# Your instructions:
In your answer, transcribe all of the data exactly.

[Saved entries]

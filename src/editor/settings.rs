use std::collections::{HashMap, HashSet};

use karel::language::Settings;
use lsp_server::{Request, RequestId};
use lsp_types::{ConfigurationItem, ConfigurationParams, Uri};
use serde_json::Value;
use tracing::debug;

/// Name of our section of the editor's configuration.
pub(crate) const SECTION: &str = "karel";

/// What to do about settings before a document can be validated.
#[derive(Debug)]
pub(crate) enum Resolution {
    /// Settings are known, validate now.
    Ready(Settings),
    /// Ask the editor, and validate once it answers.
    Fetch(Request),
    /// Already asked the editor; the answer will trigger validation.
    Waiting,
}

/// Where each document's settings come from. Editors that support
/// `workspace/configuration` are asked per document and the answers cached
/// until the configuration changes; other editors get one global value.
pub(crate) struct SettingsStore {
    per_document: bool,
    global: Settings,
    cached: HashMap<Uri, Settings>,
    pending: HashMap<RequestId, Uri>,
    /// Requests sent before the last configuration change. Their answers
    /// are out of date and get discarded.
    superseded: HashSet<RequestId>,
}

impl SettingsStore {
    pub(crate) fn new(per_document: bool) -> Self {
        Self {
            per_document,
            global: Settings::default(),
            cached: HashMap::new(),
            pending: HashMap::new(),
            superseded: HashSet::new(),
        }
    }

    pub(crate) fn resolve(&mut self, uri: &Uri, id: RequestId) -> Resolution {
        if !self.per_document {
            return Resolution::Ready(self.global);
        }

        if let Some(settings) = self
            .cached
            .get(uri)
        {
            return Resolution::Ready(*settings);
        }

        if self
            .pending
            .values()
            .any(|waiting| waiting == uri)
        {
            return Resolution::Waiting;
        }

        debug!("Requesting settings for {:?}", uri);

        let params = ConfigurationParams {
            items: vec![ConfigurationItem {
                scope_uri: Some(uri.clone()),
                section: Some(SECTION.to_string()),
            }],
        };

        self.pending
            .insert(id.clone(), uri.clone());

        Resolution::Fetch(Request::new(id, "workspace/configuration".to_string(), params))
    }

    /// Record the editor's answer to an earlier request, returning the
    /// document it was for along with its settings. Answers to requests we
    /// didn't make for settings are ignored.
    pub(crate) fn receive(
        &mut self,
        id: &RequestId,
        result: Option<Value>,
    ) -> Option<(Uri, Settings)> {
        if self
            .superseded
            .remove(id)
        {
            debug!("Discarding settings from before the configuration changed");
            return None;
        }

        let uri = self
            .pending
            .remove(id)?;

        // the result is an array with one entry per requested item
        let value = match result {
            Some(Value::Array(mut items)) if !items.is_empty() => items.swap_remove(0),
            _ => Value::Null,
        };

        let settings = Settings::from_json(value);
        self.cached
            .insert(uri.clone(), settings);

        Some((uri, settings))
    }

    /// The configuration changed. Per-document settings are refetched on
    /// demand, including for documents whose request is still outstanding;
    /// the global settings are taken from the notification itself.
    pub(crate) fn changed(&mut self, payload: &Value) {
        if self.per_document {
            self.cached
                .clear();
            self.superseded
                .extend(
                    self.pending
                        .drain()
                        .map(|(id, _)| id),
                );
        } else {
            self.global = Settings::from_json(
                payload
                    .get(SECTION)
                    .cloned()
                    .unwrap_or(Value::Null),
            );
        }
    }

    pub(crate) fn forget(&mut self, uri: &Uri) {
        self.cached
            .remove(uri);
        self.pending
            .retain(|_, waiting| *waiting != *uri);
    }
}

#[cfg(test)]
mod tests {
    use super::*;
    use serde_json::json;

    fn uri(s: &str) -> Uri {
        s.parse()
            .unwrap()
    }

    #[test]
    fn global_settings_without_capability() {
        let mut store = SettingsStore::new(false);
        let document = uri("file:///tmp/a.karel");

        match store.resolve(&document, RequestId::from(1)) {
            Resolution::Ready(settings) => assert_eq!(settings, Settings::default()),
            other => panic!("expected settings, got {:?}", other),
        }

        store.changed(&json!({ "karel": { "maxNumberOfProblems": 5 } }));
        match store.resolve(&document, RequestId::from(2)) {
            Resolution::Ready(settings) => assert_eq!(settings.max_diagnostics, 5),
            other => panic!("expected settings, got {:?}", other),
        }

        store.changed(&json!({}));
        match store.resolve(&document, RequestId::from(3)) {
            Resolution::Ready(settings) => assert_eq!(settings, Settings::default()),
            other => panic!("expected settings, got {:?}", other),
        }
    }

    #[test]
    fn fetch_once_then_cache() {
        let mut store = SettingsStore::new(true);
        let document = uri("file:///tmp/a.karel");

        match store.resolve(&document, RequestId::from(1)) {
            Resolution::Fetch(request) => {
                assert_eq!(request.method, "workspace/configuration");
                assert_eq!(request.params["items"][0]["section"], "karel");
            }
            other => panic!("expected a request, got {:?}", other),
        }

        assert!(matches!(
            store.resolve(&document, RequestId::from(2)),
            Resolution::Waiting
        ));

        let answer = store.receive(
            &RequestId::from(1),
            Some(json!([{ "maxNumberOfProblems": 9 }])),
        );
        assert_eq!(answer, Some((document.clone(), Settings::with_limit(9))));

        match store.resolve(&document, RequestId::from(3)) {
            Resolution::Ready(settings) => assert_eq!(settings.max_diagnostics, 9),
            other => panic!("expected settings, got {:?}", other),
        }

        store.changed(&Value::Null);
        assert!(matches!(
            store.resolve(&document, RequestId::from(4)),
            Resolution::Fetch(_)
        ));
    }

    #[test]
    fn answer_from_before_change_discarded() {
        let mut store = SettingsStore::new(true);
        let document = uri("file:///tmp/a.karel");

        assert!(matches!(
            store.resolve(&document, RequestId::from(1)),
            Resolution::Fetch(_)
        ));

        store.changed(&Value::Null);

        // asked again rather than waiting on the outdated request
        assert!(matches!(
            store.resolve(&document, RequestId::from(2)),
            Resolution::Fetch(_)
        ));

        let answer = store.receive(
            &RequestId::from(1),
            Some(json!([{ "maxNumberOfProblems": 1 }])),
        );
        assert_eq!(answer, None);
        assert!(matches!(
            store.resolve(&document, RequestId::from(3)),
            Resolution::Waiting
        ));

        let answer = store.receive(&RequestId::from(2), Some(json!([{}])));
        assert_eq!(answer, Some((document, Settings::default())));
    }

    #[test]
    fn forgetting_drops_outstanding_request() {
        let mut store = SettingsStore::new(true);
        let document = uri("file:///tmp/a.karel");

        store.resolve(&document, RequestId::from(1));
        store.forget(&document);

        assert!(store
            .pending
            .is_empty());
        assert_eq!(store.receive(&RequestId::from(1), Some(json!([null]))), None);
    }

    #[test]
    fn unknown_response_ignored() {
        let mut store = SettingsStore::new(true);
        assert_eq!(store.receive(&RequestId::from(7), None), None);
    }

    #[test]
    fn empty_answer_means_defaults() {
        let mut store = SettingsStore::new(true);
        let document = uri("file:///tmp/a.karel");

        store.resolve(&document, RequestId::from(1));
        let answer = store.receive(&RequestId::from(1), Some(json!([null])));
        assert_eq!(answer, Some((document, Settings::default())));
    }
}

# Task output:
filename src/editor/settings.rs
use std::collections::{HashMap, HashSet};

use karel::language::Settings;
use lsp_server::{Request, RequestId};
use lsp_types::{ConfigurationItem, ConfigurationParams, Uri};
use serde_json::Value;
use tracing::debug;

/// Name of our section of the editor's configuration.
pub(crate) const SECTION: &str = "karel";

/// What to do about settings before a document can be validated.
#[derive(Debug)]
pub(crate) enum Resolution {
    /// Settings are known, validate now.
    Ready(Settings),
    /// Ask the editor, and validate once it answers.
    Fetch(Request),
    /// Already asked the editor; the answer will trigger validation.
    Waiting,
}

/// Where each document's settings come from. Editors that support
/// `workspace/configuration` are asked per document and the answers cached
/// until the configuration changes; other editors get one global value.
pub(crate) struct SettingsStore {
    per_document: bool,
    global: Settings,
    cached: HashMap<Uri, Settings>,
    pending: HashMap<RequestId, Uri>,
    /// Requests sent before the last configuration change. Their answers
    /// are out of date and get discarded.
    superseded: HashSet<RequestId>,
}

impl SettingsStore {
    pub(crate) fn new(per_document: bool) -> Self {
        Self {
            per_document,
            global: Settings::default(),
            cached: HashMap::new(),
            pending: HashMap::new(),
            superseded: HashSet::new(),
        }
    }

    pub(crate) fn resolve(&mut self, uri: &Uri, id: RequestId) -> Resolution {
        if !self.per_document {
            return Resolution::Ready(self.global);
        }

        if let Some(settings) = self
            .cached
            .get(uri)
        {
            return Resolution::Ready(*settings);
        }

        if self
            .pending
            .values()
            .any(|waiting| waiting == uri)
        {
            return Resolution::Waiting;
        }

        debug!("Requesting settings for {:?}", uri);

        let params = ConfigurationParams {
            items: vec![ConfigurationItem {
                scope_uri: Some(uri.clone()),
                section: Some(SECTION.to_string()),
            }],
        };

        self.pending
            .insert(id.clone(), uri.clone());

        Resolution::Fetch(Request::new(id, "workspace/configuration".to_string(), params))
    }

    /// Record the editor's answer to an earlier request, returning the
    /// document it was for along with its settings. Answers to requests we
    /// didn't make for settings are ignored.
    pub(crate) fn receive(
        &mut self,
        id: &RequestId,
        result: Option<Value>,
    ) -> Option<(Uri, Settings)> {
        if self
            .superseded
            .remove(id)
        {
            debug!("Discarding settings from before the configuration changed");
            return None;
        }

        let uri = self
            .pending
            .remove(id)?;

        // the result is an array with one entry per requested item
        let value = match result {
            Some(Value::Array(mut items)) if !items.is_empty() => items.swap_remove(0),
            _ => Value::Null,
        };

        let settings = Settings::from_json(value);
        self.cached
            .insert(uri.clone(), settings);

        Some((uri, settings))
    }

    /// The configuration changed. Per-document settings are refetched on
    /// demand, including for documents whose request is still outstanding;
    /// the global settings are taken from the notification itself.
    pub(crate) fn changed(&mut self, payload: &Value) {
        if self.per_document {
            self.cached
                .clear();
            self.superseded
                .extend(
                    self.pending
                        .drain()
                        .map(|(id, _)| id),
                );
        } else {
            self.global = Settings::from_json(
                payload
                    .get(SECTION)
                    .cloned()
                    .unwrap_or(Value::Null),
            );
        }
    }

    pub(crate) fn forget(&mut self, uri: &Uri) {
        self.cached
            .remove(uri);
        self.pending
            .retain(|_, waiting| *waiting != *uri);
    }
}

#[cfg(test)]
mod tests {
    use super::*;
    use serde_json::json;

    fn uri(s: &str) -> Uri {
        s.parse()
            .unwrap()
    }

    #[test]
    fn global_settings_without_capability() {
        let mut store = SettingsStore::new(false);
        let document = uri("file:///tmp/a.karel");

        match store.resolve(&document, RequestId::from(1)) {
            Resolution::Ready(settings) => assert_eq!(settings, Settings::default()),
            other => panic!("expected settings, got {:?}", other),
        }

        store.changed(&json!({ "karel": { "maxNumberOfProblems": 5 } }));
        match store.resolve(&document, RequestId::from(2)) {
            Resolution::Ready(settings) => assert_eq!(settings.max_diagnostics, 5),
            other => panic!("expected settings, got {:?}", other),
        }

        store.changed(&json!({}));
        match store.resolve(&document, RequestId::from(3)) {
            Resolution::Ready(settings) => assert_eq!(settings, Settings::default()),
            other => panic!("expected settings, got {:?}", other),
        }
    }

    #[test]
    fn fetch_once_then_cache() {
        let mut store = SettingsStore::new(true);
        let document = uri("file:///tmp/a.karel");

        match store.resolve(&document, RequestId::from(1)) {
            Resolution::Fetch(request) => {
                assert_eq!(request.method, "workspace/configuration");
                assert_eq!(request.params["items"][0]["section"], "karel");
            }
            other => panic!("expected a request, got {:?}", other),
        }

        assert!(matches!(
            store.resolve(&document, RequestId::from(2)),
            Resolution::Waiting
        ));

        let answer = store.receive(
            &RequestId::from(1),
            Some(json!([{ "maxNumberOfProblems": 9 }])),
        );
        assert_eq!(answer, Some((document.clone(), Settings::with_limit(9))));

        match store.resolve(&document, RequestId::from(3)) {
            Resolution::Ready(settings) => assert_eq!(settings.max_diagnostics, 9),
            other => panic!("expected settings, got {:?}", other),
        }

        store.changed(&Value::Null);
        assert!(matches!(
            store.resolve(&document, RequestId::from(4)),
            Resolution::Fetch(_)
        ));
    }

    #[test]
    fn answer_from_before_change_discarded() {
        let mut store = SettingsStore::new(true);
        let document = uri("file:///tmp/a.karel");

        assert!(matches!(
            store.resolve(&document, RequestId::from(1)),
            Resolution::Fetch(_)
        ));

        store.changed(&Value::Null);

        // asked again rather than waiting on the outdated request
        assert!(matches!(
            store.resolve(&document, RequestId::from(2)),
            Resolution::Fetch(_)
        ));

        let answer = store.receive(
            &RequestId::from(1),
            Some(json!([{ "maxNumberOfProblems": 1 }])),
        );
        assert_eq!(answer, None);
        assert!(matches!(
            store.resolve(&document, RequestId::from(3)),
            Resolution::Waiting
        ));

        let answer = store.receive(&RequestId::from(2), Some(json!([{}])));
        assert_eq!(answer, Some((document, Settings::default())));
    }

    #[test]
    fn forgetting_drops_outstanding_request() {
        let mut store = SettingsStore::new(true);
        let document = uri("file:///tmp/a.karel");

        store.resolve(&document, RequestId::from(1));
        store.forget(&document);

        assert!(store
            .pending
            .is_empty());
        assert_eq!(store.receive(&RequestId::from(1), Some(json!([null]))), None);
    }

    #[test]
    fn unknown_response_ignored() {
        let mut store = SettingsStore::new(true);
        assert_eq!(store.receive(&RequestId::from(7), None), None);
    }

    #[test]
    fn empty_answer_means_defaults() {
        let mut store = SettingsStore::new(true);
        let document = uri("file:///tmp/a.karel");

        store.resolve(&document, RequestId::from(1));
        let answer = store.receive(&RequestId::from(1), Some(json!([null])));
        assert_eq!(answer, Some((document, Settings::default())));
    }
}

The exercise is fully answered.